Já no âmbito das conclusões recursórias, volta a apelante a dar nota da sua discordância do julgamento de facto ( conc.ii ) efectuado pelo tribunal a quo, e, bem assim, a mencionar que do depoimento de duas testemunhas e da prova documental que carreou para os autos,  outro julgamento se justificava, resultando da referida prova , de forma clara, que “ existiam danos nas viaturas recuperadas “ - ( conc.xi ).

Porém, quer no âmbito das alegações, quer também das conclusões, já não se descortina existir na peça recursória apresentada pela apelante , quer a especificação dos concretos pontos de facto que a apelante considera terem sido incorrectamente julgados [ com referência, quer a artigos de articulados – porque in casu não foi proferida decisão que seleccionou a matéria de facto , provada e controvertida - , quer com referência a pontos de facto objecto de julgamento após o encerramento da discussão.

Do mesmo modo, também não se descobre nas alegações, quer também nas conclusões, quais as concretas decisões que deve o ad quem proferir em relação a cada um dos pontos de facto impugnados, e em sede de aferição do mérito da impugnação deduzida pela apelante .

Designadamente, não refere o recorrente e v.g. que, no tocante a concreto ponto de facto impugnado, ao invés de “Não Provado” e tal como o decidido pelo tribunal a quo, deve antes responder-se “Provado”, ou , pelo menos, deve responder-se restritivamente, ou seja, “Provado apenas que (…) ”.

Feita esta breve resenha direccionada para a forma como a apelante manifesta e exprime a sua discordância em relação ao julgamento da matéria de facto efectuado pela primeira instância, importa de imediato aferir se in casu se impõe ao ad quem conhecer da pertinência/mérito da impugnação que a recorrente dirige para a decisão proferida pelo a quo e relativa à matéria de facto.

Vejamos.

Como é consabido, pretendendo o recorrente que a 2ª instância aprecie e conheça da bondade/acerto da decisão da 1ª instância proferida sobre a matéria de facto, carece porém o mesmo de observar/cumprir determinadas regras/ónus processuais, a que acresce ( para que a modificação da matéria de facto seja possível ) a necessidade de verificação de determinados pressupostos.

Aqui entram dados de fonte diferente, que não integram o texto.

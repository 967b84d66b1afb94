//! Scenario outcome reporting.

use thiserror::Error;

use crate::error::{CleanupError, FailureKind, StepKitError};

/// The first step that failed in a scenario.
#[derive(Debug, Clone)]
pub struct StepFailure {
    /// The step's name, usually its Gherkin text.
    pub step: String,
    /// The error the step raised.
    pub error: StepKitError,
}

impl StepFailure {
    /// How the runner should treat the failure.
    #[must_use]
    pub const fn kind(&self) -> FailureKind {
        self.error.kind()
    }
}

/// Everything a runner needs to report about a finished scenario.
///
/// Step failures and cleanup failures are kept apart so a leaked fixture is
/// never hidden behind an unrelated step failure.
#[derive(Debug, Clone)]
pub struct ScenarioReport {
    /// The scenario's name.
    pub scenario: String,
    /// The first failing step, if any.
    pub failed_step: Option<StepFailure>,
    /// Compensating actions that failed during the end-of-scenario flush.
    pub cleanup: Option<CleanupError>,
    /// Escalations still outstanding when the scenario ended.
    pub leaked_escalations: usize,
}

impl ScenarioReport {
    /// Whether every step passed and cleanup was clean.
    #[must_use]
    pub const fn is_success(&self) -> bool {
        self.failed_step.is_none() && self.cleanup.is_none()
    }

    /// Convert the report into a result for the runner.
    ///
    /// Leaked escalations are logged when the scenario ends but do not fail
    /// it on their own.
    ///
    /// # Errors
    ///
    /// Returns the `ScenarioError` variant matching which phases failed.
    pub fn into_result(self) -> Result<(), ScenarioError> {
        let Self {
            scenario,
            failed_step,
            cleanup,
            ..
        } = self;
        match (failed_step, cleanup) {
            (None, None) => Ok(()),
            (Some(failure), None) => Err(ScenarioError::StepFailed {
                scenario,
                step: failure.step,
                source: Box::new(failure.error),
            }),
            (None, Some(source)) => Err(ScenarioError::CleanupFailed { scenario, source }),
            (Some(failure), Some(cleanup_error)) => Err(ScenarioError::StepAndCleanupFailed {
                scenario,
                step: failure.step,
                error: Box::new(failure.error),
                cleanup: cleanup_error,
            }),
        }
    }
}

/// A failed scenario, as reported to the runner.
#[derive(Debug, Clone, Error)]
pub enum ScenarioError {
    /// A step failed and cleanup succeeded.
    #[error("scenario '{scenario}' failed at step '{step}': {source}")]
    StepFailed {
        /// The scenario's name.
        scenario: String,
        /// The failing step.
        step: String,
        /// The step's error.
        source: Box<StepKitError>,
    },

    /// Every step passed but cleanup did not.
    #[error("scenario '{scenario}' passed but cleanup failed: {source}")]
    CleanupFailed {
        /// The scenario's name.
        scenario: String,
        /// The collected undo failures.
        source: CleanupError,
    },

    /// A step failed and cleanup failed too.
    #[error("scenario '{scenario}' failed at step '{step}': {error}; cleanup also failed: {cleanup}")]
    StepAndCleanupFailed {
        /// The scenario's name.
        scenario: String,
        /// The failing step.
        step: String,
        /// The step's error.
        error: Box<StepKitError>,
        /// The collected undo failures.
        cleanup: CleanupError,
    },
}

Assim [ cfr. artº 640º, nº1, alíneas a) a c), do CPC ] e em primeiro lugar, deve o recorrente, obrigatoriamente, especificar , sob pena de rejeição, quais:
a)Os concretos pontos de facto que considera incorrectamente julgados;
b)Os concretos meios probatórios, constantes do processo ou de registo de gravação nele realizada, que impunham decisão sobre os pontos da matéria de facto impugnados diversa da recorrida;
c)A decisão que, no seu entender, deve ser proferida sobre as questões de facto impugnadas .

Depois, caso os meios probatórios invocados pelo recorrente para sustentar o alegado erro – do a quo - na apreciação das provas tenham sido gravados, incumbe-lhe ainda, e sob pena de imediata rejeição do recurso na referida parte ,  indicar com exactidão as passagens da gravação em que se funda ( cfr. nº2, alínea a) , do artº 640º, do CPC ), e sem prejuízo de poder – querendo- proceder à transcrição dos excertos que considere relevantes .

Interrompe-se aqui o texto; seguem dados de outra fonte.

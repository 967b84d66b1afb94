//! Condition polling against the live UI.
//!
//! A [`ConditionWaiter`] blocks the calling step until a JavaScript predicate
//! evaluates truthy in the page, or fails the step with
//! [`WaitError::ConditionTimeout`] once the budget is spent. Polling itself is
//! delegated to [`BrowserSession::wait`]; the waiter only owns the contract
//! "true before the timeout, otherwise fail".
//!
//! Element and frame waits are expressed as predicates too, with the selector
//! or frame name escaped before it is embedded in the expression.

use tracing::debug;

use crate::error::{Result, WaitError};
use crate::session::BrowserSession;

/// Default budget, in seconds, for a wait with no explicit timeout.
pub const DEFAULT_TIMEOUT_SECS: u64 = 10;

/// Default budget, in seconds, for AJAX settling.
pub const DEFAULT_AJAX_TIMEOUT_SECS: u64 = 5;

/// Predicate that holds once no jQuery request or animation is in flight.
///
/// Pages that do not load jQuery are treated as settled.
pub const AJAX_IDLE_EXPRESSION: &str = "(typeof jQuery === \"undefined\" || (jQuery.active === 0 && jQuery(\":animated\").length === 0))";

/// Escape a value for embedding in a double- or single-quoted JavaScript
/// string literal.
///
/// Backslashes, both quote characters, NUL, and the line terminators JavaScript
/// rejects inside a literal (`\n`, `\r`, U+2028 and U+2029) are escaped, so a
/// selector can never terminate the literal it is placed in.
#[must_use]
pub fn escape_js_string(value: &str) -> String {
    let mut escaped = String::with_capacity(value.len());
    for ch in value.chars() {
        match ch {
            '\\' | '"' | '\'' => {
                escaped.push('\\');
                escaped.push(ch);
            }
            '\0' => escaped.push_str("\\0"),
            '\n' => escaped.push_str("\\n"),
            '\r' => escaped.push_str("\\r"),
            '\u{2028}' => escaped.push_str("\\u2028"),
            '\u{2029}' => escaped.push_str("\\u2029"),
            _ => escaped.push(ch),
        }
    }
    escaped
}

/// A predicate to await and the budget to await it for.
#[derive(Debug, Clone, PartialEq, Eq)]
pub struct WaitSpec {
    expression: String,
    timeout_secs: u64,
}

impl WaitSpec {
    /// Await `expression` for the default ten seconds.
    #[must_use]
    pub fn new(expression: impl Into<String>) -> Self {
        Self {
            expression: expression.into(),
            timeout_secs: DEFAULT_TIMEOUT_SECS,
        }
    }

    /// Replace the budget.
    ///
    /// # Errors
    ///
    /// Returns `WaitError::InvalidTimeout` when `timeout_secs` is zero.
    pub fn with_timeout(mut self, timeout_secs: u64) -> std::result::Result<Self, WaitError> {
        if timeout_secs == 0 {
            return Err(WaitError::InvalidTimeout {
                seconds: timeout_secs,
            });
        }
        self.timeout_secs = timeout_secs;
        Ok(self)
    }

    /// The JavaScript predicate.
    #[must_use]
    pub fn expression(&self) -> &str {
        &self.expression
    }

    /// The budget in seconds.
    #[must_use]
    pub const fn timeout_secs(&self) -> u64 {
        self.timeout_secs
    }

    /// The budget in milliseconds, as handed to the session.
    #[must_use]
    pub const fn timeout_ms(&self) -> u64 {
        self.timeout_secs.saturating_mul(1000)
    }
}

/// Blocks a step until a UI-side condition holds.
#[derive(Clone, Copy)]
pub struct ConditionWaiter<'a> {
    session: &'a dyn BrowserSession,
    default_timeout_secs: u64,
    ajax_timeout_secs: u64,
}

impl<'a> ConditionWaiter<'a> {
    /// Create a waiter with the default budgets.
    #[must_use]
    pub const fn new(session: &'a dyn BrowserSession) -> Self {
        Self {
            session,
            default_timeout_secs: DEFAULT_TIMEOUT_SECS,
            ajax_timeout_secs: DEFAULT_AJAX_TIMEOUT_SECS,
        }
    }

    /// Override the budget used when a wait has no explicit timeout.
    #[must_use]
    pub const fn with_default_timeout(mut self, timeout_secs: u64) -> Self {
        self.default_timeout_secs = timeout_secs;
        self
    }

    /// Override the budget used by [`Self::await_ajax`].
    #[must_use]
    pub const fn with_ajax_timeout(mut self, timeout_secs: u64) -> Self {
        self.ajax_timeout_secs = timeout_secs;
        self
    }

    /// The budget used when a wait has no explicit timeout.
    #[must_use]
    pub const fn default_timeout_secs(&self) -> u64 {
        self.default_timeout_secs
    }

    /// Block until the predicate in `spec` is truthy.
    ///
    /// # Errors
    ///
    /// Returns `WaitError::ConditionTimeout` if the predicate is still falsy
    /// when the budget is spent, or the session's error if the driver fails.
    pub fn await_spec(&self, spec: &WaitSpec) -> Result<()> {
        debug!(
            expression = spec.expression(),
            timeout_secs = spec.timeout_secs(),
            "awaiting condition"
        );

        if self.session.wait(spec.timeout_ms(), spec.expression())? {
            return Ok(());
        }

        debug!(expression = spec.expression(), "condition timed out");
        Err(WaitError::ConditionTimeout {
            expression: String::from(spec.expression()),
            seconds: spec.timeout_secs(),
        }
        .into())
    }

    /// Block until `expression` is truthy.
    ///
    /// `timeout_secs` falls back to the waiter's default when `None`.
    ///
    /// # Errors
    ///
    /// Returns `WaitError::InvalidTimeout` for a zero timeout and
    /// `WaitError::ConditionTimeout` if the budget is spent.
    pub fn await_expression(&self, expression: &str, timeout_secs: Option<u64>) -> Result<()> {
        let spec = WaitSpec::new(expression)
            .with_timeout(timeout_secs.unwrap_or(self.default_timeout_secs))?;
        self.await_spec(&spec)
    }

    /// Block until an element matching `selector` exists.
    ///
    /// # Errors
    ///
    /// As for [`Self::await_expression`].
    pub fn await_element(&self, selector: &str, timeout_secs: Option<u64>) -> Result<()> {
        let expression = format!("document.querySelector(\"{}\")", escape_js_string(selector));
        self.await_expression(&expression, timeout_secs)
    }

    /// Block until a frame named `frame` is registered in the current window.
    ///
    /// # Errors
    ///
    /// As for [`Self::await_expression`].
    pub fn await_frame(&self, frame: &str, timeout_secs: Option<u64>) -> Result<()> {
        let expression = format!("window.frames[\"{}\"]", escape_js_string(frame));
        self.await_expression(&expression, timeout_secs)
    }

    /// Block until the frame named `frame` has been removed.
    ///
    /// # Errors
    ///
    /// As for [`Self::await_expression`].
    pub fn await_frame_closed(&self, frame: &str, timeout_secs: Option<u64>) -> Result<()> {
        let expression = format!(
            "typeof window.frames[\"{}\"] === \"undefined\"",
            escape_js_string(frame)
        );
        self.await_expression(&expression, timeout_secs)
    }

    /// Block until pending AJAX requests and animations have finished.
    ///
    /// # Errors
    ///
    /// As for [`Self::await_expression`].
    pub fn await_ajax(&self) -> Result<()> {
        self.await_expression(AJAX_IDLE_EXPRESSION, Some(self.ajax_timeout_secs))
    }
}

Por fim, exigível é , outrossim, e agora para que o Tribunal da Relação deva alterar a decisão proferida sobre a matéria de facto, que os factos tidos como assentes, a prova produzida ou um documento superveniente, imponham uma decisão diversa da proferida pelo tribunal a quo ( cfr. artº 662º, nº1, do CPC).

Tendo presentes tais regras e pressupostos orientadores e exigíveis, para que ao tribunal da Relação seja lícito sindicar da pertinência de a decisão do tribunal de 1ª instância sobre a matéria de facto dever ser modificada/alterada, e tal como bem nota Abrantes Geraldes (1), dir-se-á que o legislador ( maxime e desde logo com as alterações introduzidas na lei adjectiva com o DL nº 303/2007, de 24 de Agosto ) veio introduzir mais rigor no modo como deve ser apresentado o recurso de impugnação da matéria de facto, com a indicação exacta dos trechos da gravação, com referência ao que tenha ficado assinalado na acta “.

Ainda em razão das supra indicadas regras, certo é que não é de todo admissível uma impugnação genérica e global da matéria de facto julgada em primeira instância, estando portanto vedado ao apelante impetrar, pura e simplesmente, a reapreciação de toda a prova produzida, manifestando uma genérica discordância  com a decisão da 1ª instância. (2)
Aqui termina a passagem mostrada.